> **Task item**:
Your answer should repeat every line of the records below in which the word "execute" appears.
•••••
//! Balance store implementation
//!
//! Balances are stored one row per (sid, aid, period) with the totals kept in
//! JSONB columns. Optimistic concurrency compares the stored totals with the
//! snapshot the caller priced against, inside a single `UPDATE`. Commits that
//! span several balances run those updates in one transaction.

use async_trait::async_trait;
use chrono::{DateTime, Utc};
use rust_decimal::Decimal;
use sqlx::types::Json;
use sqlx::{Executor, PgPool, Postgres};
use std::collections::BTreeMap;
use tariffa_core::{
    models::{
        Allowance, Balance, BalanceKey, BalanceSnapshot, BalanceUpdate, ChargingType, PeriodKey,
        PricingResult, Totals, UsageType,
    },
    traits::{BalanceStore, BalanceWrite, UpdateOutcome},
    AppError, AppResult,
};
use tracing::{debug, error, info, instrument};
use uuid::Uuid;

/// PostgreSQL implementation of BalanceStore
pub struct PgBalanceStore {
    pool: PgPool,
}

impl PgBalanceStore {
    /// Create a new balance store
    pub fn new(pool: PgPool) -> Self {
        Self { pool }
    }

    /// Conditioned `UPDATE` of one row; `false` when the stored totals moved
    async fn write_conditioned<'e, E>(
        executor: E,
        id: Uuid,
        expected: &BalanceSnapshot,
        update: &BalanceUpdate,
    ) -> AppResult<bool>
    where
        E: Executor<'e, Database = Postgres>,
    {
        let next = expected.applied(update);
        let (stamp, entry) = match &update.tx {
            Some((stamp, result)) => (Some(stamp.as_str()), Some(Json(result))),
            None => (None, None),
        };

        let result = sqlx::query(
            r#"
            UPDATE balances
            SET
                usage_totals = $2,
                group_totals = $3,
                cost = $4,
                tx = CASE
                    WHEN $5::text IS NULL THEN tx
                    ELSE tx || jsonb_build_object($5::text, $6::jsonb)
                END,
                updated_at = NOW()
            WHERE id = $1
              AND usage_totals = $7
              AND group_totals = $8
              AND cost = $9
            "#,
        )
        .bind(id)
        .bind(Json(&next.totals))
        .bind(Json(&next.groups))
        .bind(next.cost)
        .bind(stamp)
        .bind(entry)
        .bind(Json(&expected.totals))
        .bind(Json(&expected.groups))
        .bind(expected.cost)
        .execute(executor)
        .await
        .map_err(|e| {
            error!("Database error updating balance {}: {}", id, e);
            AppError::Database(format!("Failed to update balance: {}", e))
        })?;

        Ok(result.rows_affected() == 1)
    }

    fn charging_str(charging: ChargingType) -> &'static str {
        match charging {
            ChargingType::Postpaid => "postpaid",
            ChargingType::Prepaid => "prepaid",
        }
    }
}

#[async_trait]
impl BalanceStore for PgBalanceStore {
    #[instrument(skip(self))]
    async fn load(&self, key: &BalanceKey) -> AppResult<Option<Balance>> {
        debug!("Loading balance {}", key);

        let result = sqlx::query_as::<sqlx::Postgres, BalanceRow>(
            r#"
            SELECT
                id, sid, aid, period, charging,
                usage_totals, group_totals, cost, allowance, tx, updated_at
            FROM balances
            WHERE sid = $1 AND aid = $2 AND period = $3
            "#,
        )
        .bind(key.sid)
        .bind(key.aid)
        .bind(key.period.as_u32() as i32)
        .fetch_optional(&self.pool)
        .await
        .map_err(|e| {
            error!("Database error loading balance {}: {}", key, e);
            AppError::Database(format!("Failed to load balance: {}", e))
        })?;

        result.map(Balance::try_from).transpose()
    }

    #[instrument(skip(self))]
    async fn find_by_id(&self, id: Uuid) -> AppResult<Option<Balance>> {
        debug!("Finding balance by id: {}", id);

        let result = sqlx::query_as::<sqlx::Postgres, BalanceRow>(
            r#"
            SELECT
                id, sid, aid, period, charging,
                usage_totals, group_totals, cost, allowance, tx, updated_at
            FROM balances
            WHERE id = $1
            "#,
        )
        .bind(id)
        .fetch_optional(&self.pool)
        .await
        .map_err(|e| {
            error!("Database error finding balance {}: {}", id, e);
            AppError::Database(format!("Failed to find balance: {}", e))
        })?;

        result.map(Balance::try_from).transpose()
    }

    #[instrument(skip(self, balance), fields(sid = balance.sid, aid = balance.aid))]
    async fn create(&self, balance: &Balance) -> AppResult<Balance> {
        debug!("Creating balance for period {}", balance.period);

        let row = sqlx::query_as::<sqlx::Postgres, BalanceRow>(
            r#"
            INSERT INTO balances (
                id, sid, aid, period, charging,
                usage_totals, group_totals, cost, allowance, tx
            )
            VALUES ($1, $2, $3, $4, $5, $6, $7, $8, $9, $10)
            RETURNING
                id, sid, aid, period, charging,
                usage_totals, group_totals, cost, allowance, tx, updated_at
            "#,
        )
        .bind(balance.id)
        .bind(balance.sid)
        .bind(balance.aid)
        .bind(balance.period.as_u32() as i32)
        .bind(Self::charging_str(balance.charging))
        .bind(Json(&balance.totals))
        .bind(Json(&balance.groups))
        .bind(balance.cost)
        .bind(balance.allowance.as_ref().map(Json))
        .bind(Json(&balance.tx))
        .fetch_one(&self.pool)
        .await
        .map_err(|e| {
            error!("Database error creating balance: {}", e);
            AppError::Database(format!("Failed to create balance: {}", e))
        })?;

        info!("Created balance {}", row.id);
        Balance::try_from(row)
    }

    #[instrument(skip(self, expected, update))]
    async fn conditional_update(
        &self,
        id: Uuid,
        expected: &BalanceSnapshot,
        update: &BalanceUpdate,
    ) -> AppResult<UpdateOutcome> {
        if Self::write_conditioned(&self.pool, id, expected, update).await? {
            debug!("Balance {} updated", id);
            Ok(UpdateOutcome::Applied)
        } else {
            debug!("Balance {} changed since it was read", id);
            Ok(UpdateOutcome::Conflict)
        }
    }

    #[instrument(skip(self, writes), fields(balances = writes.len()))]
    async fn conditional_update_all(&self, writes: &[BalanceWrite]) -> AppResult<UpdateOutcome> {
        let mut tx = self.pool.begin().await.map_err(|e| {
            error!("Failed to start transaction: {}", e);
            AppError::Database(format!("Failed to start transaction: {}", e))
        })?;

        for write in writes {
            if !Self::write_conditioned(&mut *tx, write.id, &write.expected, &write.update).await? {
                debug!("Balance {} changed since it was read, rolling back", write.id);
                tx.rollback().await.map_err(|e| {
                    error!("Failed to roll back transaction: {}", e);
                    AppError::Database(format!("Failed to roll back transaction: {}", e))
                })?;
                return Ok(UpdateOutcome::Conflict);
            }
        }

        tx.commit().await.map_err(|e| {
            error!("Failed to commit transaction: {}", e);
            AppError::Database(format!("Failed to commit transaction: {}", e))
        })?;

        debug!("{} balances updated", writes.len());
        Ok(UpdateOutcome::Applied)
    }

    #[instrument(skip(self))]
    async fn clear_tx(&self, id: Uuid, stamp: &str) -> AppResult<bool> {
        let result = sqlx::query(
            r#"
            UPDATE balances
            SET tx = tx - $2::text
            WHERE id = $1 AND tx ? $2::text
            "#,
        )
        .bind(id)
        .bind(stamp)
        .execute(&self.pool)
        .await
        .map_err(|e| {
            error!("Database error clearing tx {} on {}: {}", stamp, id, e);
            AppError::Database(format!("Failed to clear transaction: {}", e))
        })?;

        Ok(result.rows_affected() > 0)
    }
}

/// Helper struct for mapping database rows
#[derive(Debug, sqlx::FromRow)]
struct BalanceRow {
    id: Uuid,
    sid: i64,
    aid: i64,
    period: i32,
    charging: String,
    usage_totals: Json<BTreeMap<UsageType, Totals>>,
    group_totals: Json<BTreeMap<String, Totals>>,
    cost: Decimal,
    allowance: Option<Json<Allowance>>,
    tx: Json<BTreeMap<String, PricingResult>>,
    updated_at: DateTime<Utc>,
}

impl TryFrom<BalanceRow> for Balance {
    type Error = AppError;

    fn try_from(row: BalanceRow) -> Result<Self, Self::Error> {
        let charging = match row.charging.as_str() {
            "prepaid" => ChargingType::Prepaid,
            _ => ChargingType::Postpaid,
        };

        Ok(Self {
            id: row.id,
            sid: row.sid,
            aid: row.aid,
            period: PeriodKey::try_from(row.period as u32)?,
            charging,
            totals: row.usage_totals.0,
            groups: row.group_totals.0,
            cost: row.cost,
            allowance: row.allowance.map(|a| a.0),
            tx: row.tx.0,
            updated_at: row.updated_at,
        })
    }
}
•••••
> **Worked solution**:
        .execute(executor)
        .execute(&self.pool)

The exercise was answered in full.